A recent New York Times article, written by Alan Burdick and Katrina Miller offer their perspective on these awards and makes the category error of extending the reach and the personality of A.I. When we personify these models we do an incredible disservice to all of us. The title the editors chose for the lead to this piece shows a fealty to a tool…What The A.I. Nobels teach us about humanity.
No human can exist alone - and our machines definitely can't, at least not yet. What they do with their time reflects the choices made by us. What they discover with it is a distillation of what we ourselves have learned, or hope to. A.I. is us: a grand sampling of humanity, a better sum of parts than so far we've managed to assemble each on our own. That's worth a prize or two.
Our machines don’t exist as agents, they have no experience with the relevance that makes us care about each other, or our selves. They don’t experience time, as I related from The Blind Spot in my last post, clock time is not lived time. The journalists colour outside the lines by not defining their terms—-using the catch all of A.I., a sin I attempt to avoid by clearly naming the text to image generative models. We are treated to this terrible sentence…. A.I. is us: a grand sampling of humanity, a better sum of parts than so far we've managed to assemble each on our own. My experience of 34 years of working with creative people navigating a world of constant distraction and flattening of visual culture is that the individual is still full of surprises. Having insight, actual sight from within is the human superpower that parasitic A.I.’s can only mime.
I am not damning technology, the eyeglasses on my nose that aid my incredibly lousy eyesight and the iPad under my fingers forming the crawl (I do mean crawl with my typing skills) of letters I write this with are just immediate reminders of the marvels of the tools we have created. I just refuse to give the tool a soul. There are realms that we have pushed and extended our literal mindedness into that some tools are not meant for.
We have not evolved out of ourselves. When we obsolesce humanity we lose the only brakes we have on the tyranny of the forces that have been stealing our attention and overwhelming our attachment to reality. Why do we not demand more from these tech companies that have used us so effectively over the past nearly 2 decades?

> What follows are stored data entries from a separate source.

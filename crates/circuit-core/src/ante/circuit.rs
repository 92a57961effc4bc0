//! Circuit breaker stage of the validation pipeline.

use super::{resolve_signers, AnteDecorator, Context, Next};
use crate::error::{CircuitError, CircuitResult};
use crate::store::KvStore;
use crate::tx::Tx;
use chrono::{DateTime, Utc};
use std::sync::Arc;

/// Authorization source consulted by [`CircuitBreakerDecorator`].
pub trait CircuitBreaker: Send + Sync {
    /// Whether `type_url` may execute for `signers` at `block_time`.
    ///
    /// May delete an expired trip record from `store`.
    fn is_allowed(
        &self,
        store: &dyn KvStore,
        block_time: DateTime<Utc>,
        type_url: &str,
        signers: &[Vec<u8>],
    ) -> CircuitResult<bool>;

    /// Router-level check with no signers, so no bypass can apply.
    fn is_type_allowed(
        &self,
        store: &dyn KvStore,
        block_time: DateTime<Utc>,
        type_url: &str,
    ) -> CircuitResult<bool> {
        self.is_allowed(store, block_time, type_url, &[])
    }
}

impl<T: CircuitBreaker + ?Sized> CircuitBreaker for Arc<T> {
    fn is_allowed(
        &self,
        store: &dyn KvStore,
        block_time: DateTime<Utc>,
        type_url: &str,
        signers: &[Vec<u8>],
    ) -> CircuitResult<bool> {
        (**self).is_allowed(store, block_time, type_url, signers)
    }
}

/// Rejects a transaction if any of its messages is tripped.
///
/// Messages are checked in order and the first failure wins: later messages are
/// never evaluated. The next stage runs only when every message is allowed.
pub struct CircuitBreakerDecorator<C> {
    circuit_keeper: C,
}

impl<C: CircuitBreaker> CircuitBreakerDecorator<C> {
    pub fn new(circuit_keeper: C) -> Self {
        Self { circuit_keeper }
    }
}

impl<C: CircuitBreaker> AnteDecorator for CircuitBreakerDecorator<C> {
    fn ante_handle<'a>(
        &self,
        ctx: Context<'a>,
        tx: &dyn Tx,
        simulate: bool,
        next: Next<'_, 'a>,
    ) -> CircuitResult<Context<'a>> {
        for msg in tx.msgs() {
            let type_url = msg.type_url();
            let signers = resolve_signers(msg)?;

            let allowed = self.circuit_keeper.is_allowed(
                ctx.store(),
                ctx.block_time(),
                type_url,
                &signers,
            )?;
            if !allowed {
                tracing::warn!(
                    msg.url = %type_url,
                    simulate,
                    "transaction rejected by circuit breaker"
                );
                return Err(CircuitError::NotPermitted {
                    type_url: type_url.to_string(),
                });
            }
        }

        next.run(ctx)
    }
}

Are we mere mice in the maze and just fodder for a better mouse trap? We need to demand that technology’s promise —-do no harm ( eggs and omelettes?) —-is to serve humanity. Monetizing what is best about us—-our creative hearts and minds—-is not progress and will not have the desired effect of seeding a new future of abundant creativity and imagination.
I spent a good part of this week discussing with my students their drawings from the past 6 weeks of work in the studio. They have been mapping how they see through exercises of making marks and then participating in questioning the path and intention of those marks. Every single student had a completely unique understanding of relevance and approach to the problems set. Each of their drawings are not data points on a scatter plot that I can graph to find the line of best fit. The point of the work in the studio is the difference, the unique parts each of them bring, to contribute to a collective of inspiration. There should be a prize for that.